** Given data **

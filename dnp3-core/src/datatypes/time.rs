//! DNP3 48-bit absolute time

use crate::error::{Dnp3Error, Dnp3Result};
use serde::{Deserialize, Serialize};
use std::fmt;
use std::time::{Duration, SystemTime, UNIX_EPOCH};

const MAX_VALUE: u64 = 0x0000_FFFF_FFFF_FFFF;

/// Milliseconds since 1970-01-01 UTC, encoded on the wire as 6 bytes
/// little-endian
#[derive(Debug, Clone, Copy, PartialEq, Eq, PartialOrd, Ord, Hash, Default, Serialize, Deserialize)]
pub struct DnpTime(u64);

impl DnpTime {
    /// Encoded size in bytes
    pub const SIZE: usize = 6;

    /// Create from milliseconds since the epoch, truncated to 48 bits
    pub const fn from_millis(millis: u64) -> Self {
        Self(millis & MAX_VALUE)
    }

    pub const fn as_millis(&self) -> u64 {
        self.0
    }

    /// Current system time
    pub fn now() -> Self {
        Self::from_system_time(SystemTime::now())
    }

    pub fn from_system_time(time: SystemTime) -> Self {
        let millis = time
            .duration_since(UNIX_EPOCH)
            .map(|elapsed| elapsed.as_millis() as u64)
            .unwrap_or(0);
        Self::from_millis(millis)
    }

    /// Add an elapsed duration
    #[must_use]
    pub fn add(&self, elapsed: Duration) -> Self {
        Self::from_millis(self.0.saturating_add(elapsed.as_millis() as u64))
    }

    pub fn to_bytes(&self) -> [u8; 6] {
        let bytes = self.0.to_le_bytes();
        [bytes[0], bytes[1], bytes[2], bytes[3], bytes[4], bytes[5]]
    }

    /// Decode from the first 6 bytes of `data`
    pub fn from_bytes(data: &[u8]) -> Dnp3Result<Self> {
        if data.len() < Self::SIZE {
            return Err(Dnp3Error::InvalidData(format!(
                "DNP3 time too short: expected {} bytes, got {}",
                Self::SIZE,
                data.len()
            )));
        }
        let mut bytes = [0u8; 8];
        bytes[..Self::SIZE].copy_from_slice(&data[..Self::SIZE]);
        Ok(Self(u64::from_le_bytes(bytes)))
    }
}

impl fmt::Display for DnpTime {
    fn fmt(&self, f: &mut fmt::Formatter<'_>) -> fmt::Result {
        write!(f, "{}ms", self.0)
    }
}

** What the exercise asks **
Among the records, find every line with the word "SystemTime" and copy it.

** Answer for this exercise **
use std::time::{Duration, SystemTime, UNIX_EPOCH};
        Self::from_system_time(SystemTime::now())
    pub fn from_system_time(time: SystemTime) -> Self {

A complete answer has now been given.